OHA found no basis to allow Conrad’s subsidiary to protest on its behalf, or that such a prohibition ran counter to SBA’s mission. OHA held that SBA’s mission was guided by regulations that must be applied equally and fairly. OHA denied Conrad’s appeal of the dismissal of both protests.

Conrad Shipyard LLC is represented by Karl Dix, Jr. and Garrett E. Miller of Smith, Currie & Hancock, LLP. Gulf Island Shipyards LLC is represented by Jonathan T. Williams, Jacqueline K. Unger, and David J. Medalia of PilieroMazza, PLLC.

Agency Cannot Assert an Equitable Estoppel Defense to Contractor’s Breach of Contract Claim Where the Contractor was Unaware of its Own Prior Inconsistent Conduct; ASBCA No. 60314, Appeal of ABB Enterprise Software Inc.

Contractor’s motion for summary judgment on its claim against the government for breach of a software licensing agreement is granted, where the government possessed more copies of the software than permitted by the plain language of the agreement and where the government could not establish—as part of an equitable estoppel defense—that the contractor had known about and acquiesced to the additional copies.

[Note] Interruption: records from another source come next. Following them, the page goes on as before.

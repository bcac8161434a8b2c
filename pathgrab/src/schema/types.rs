use serde::{Deserialize, Serialize};

/// Top-level configuration document: one or more domains merged into a
/// single Layout.
#[derive(Debug, Clone, Default, Serialize, Deserialize, PartialEq)]
pub struct LayoutConfig {
    #[serde(default)]
    pub domains: Vec<DomainConfig>,
    /// Default for `get()` string constraints: `false` compares them as
    /// full-match patterns, `true` as regex searches.
    #[serde(default)]
    pub regex_search: bool,
}

/// Definition of a single rooted domain
#[derive(Debug, Clone, Serialize, Deserialize, PartialEq)]
pub struct DomainConfig {
    pub name: String,
    pub root: String,
    #[serde(default)]
    pub absolute_paths: bool,
    #[serde(default)]
    pub entities: Vec<EntityConfig>,
    #[serde(default)]
    pub index: IndexRules,
    #[serde(default)]
    pub default_path_patterns: Vec<String>,
}

/// Include/exclude path filters applied before entity matching
#[derive(Debug, Clone, Default, Serialize, Deserialize, PartialEq)]
pub struct IndexRules {
    #[serde(default)]
    pub include: Vec<String>,
    #[serde(default)]
    pub exclude: Vec<String>,
}

impl IndexRules {
    pub fn is_empty(&self) -> bool {
        self.include.is_empty() && self.exclude.is_empty()
    }
}

/// Definition of a single entity
#[derive(Debug, Clone, Serialize, Deserialize, PartialEq)]
pub struct EntityConfig {
    pub name: String,
    #[serde(default)]
    pub pattern: Option<String>,
    #[serde(default)]
    pub mandatory: bool,
    #[serde(default, alias = "directory_template")]
    pub directory: Option<String>,
    #[serde(default)]
    pub dtype: DType,
    #[serde(default, alias = "value_mapper", alias = "map_func")]
    pub mapper: Option<String>,
}

impl EntityConfig {
    pub fn new(name: &str, pattern: &str) -> Self {
        EntityConfig {
            name: name.to_string(),
            pattern: Some(pattern.to_string()),
            mandatory: false,
            directory: None,
            dtype: DType::Str,
            mapper: None,
        }
    }

    pub fn mandatory(mut self) -> Self {
        self.mandatory = true;
        self
    }

    pub fn with_directory(mut self, directory: &str) -> Self {
        self.directory = Some(directory.to_string());
        self
    }

    pub fn with_dtype(mut self, dtype: DType) -> Self {
        self.dtype = dtype;
        self
    }

    pub fn with_mapper(mut self, mapper: &str) -> Self {
        self.mapper = Some(mapper.to_string());
        self
    }
}

/// Semantic type of an entity's values
#[derive(Debug, Clone, Copy, Default, Serialize, Deserialize, PartialEq, Eq, Hash)]
#[serde(rename_all = "snake_case")]
pub enum DType {
    #[default]
    #[serde(alias = "string")]
    Str,
    #[serde(alias = "integer")]
    Int,
    Float,
}

impl DType {
    pub fn as_str(&self) -> &'static str {
        match self {
            DType::Str => "str",
            DType::Int => "int",
            DType::Float => "float",
        }
    }
}

impl std::fmt::Display for DType {
    fn fmt(&self, f: &mut std::fmt::Formatter<'_>) -> std::fmt::Result {
        f.write_str(self.as_str())
    }
}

ABB Enterprise Software Inc. had a contract with the Navy to supply software and licenses for naval maintenance requirements. ABB’s predecessor had entered a licensing agreement with the Navy that only permitted use of one copy of software at one server at specified locations. At some point early in contract performance, however, two copies of the software were installed on ten aircraft carriers. ABB only discovered that extra copies were being used on the ten ships several years later. ABB demanded that the Navy stop using the extra copies, but the Navy claimed it was in compliance with the contract. ABB filed a complaint with ASBCA, alleging breach of contract. In response, the Navy asserted an affirmative defense of equitable estoppel. The parties both moved for summary judgment.

The Navy argued that the licensing agreement could only be understood in the context of the parties’ prior course of dealing, which permitted two copies of the software to be installed on aircraft carriers. The board, however, reasoned that it did not have to consider the parties’ course of dealing where the plain language of the contract was clear. Here, the licensing agreement explicitly stated that licenses provided to the Navy were only for the number of servers identified in an attached Licensing Matrix. The Matrix, in turn, only permitted use of the software at one server at each of several specified locations. The terms of the agreement did not include an exception for aircraft carriers, and the Navy had not shown that the parties had any other agreement that allowed for the use of two copies on aircraft carriers. The Navy breached the licensing agreement by continuing to use the unauthorized copies

Nevertheless, the Navy argued that because ABB’s predecessor had failed to protest the multiple installations on aircraft carriers, ABB was precluded from alleging breach under the doctrine of equitable estoppel. But the board found that equitable estoppel only applies when the party to be estopped knew the true facts but allowed the other party to continue to perform under a misapprehension. In this case, the board found, there was no evidence that ABB had known of the extra copies on the aircraft carriers. The Navy had not proven that ABB was silent while knowing that the software had been installed twice on aircraft carriers, nor that this silence somehow mislead the Navy into believing that ABB would not assert its contract rights in the future. The Navy’s equitable estoppel defense failed.

The board granted ABB’s motion for summary judgment and denied the Navy’s cross-motion.

ABB is represented by Jeanne A. Anderson and Jeffrey M. Young. The government is represented by Ronald J. Borro, Henry Karp, and Rachel J. Goldstein of the U.S. Department of the Navy.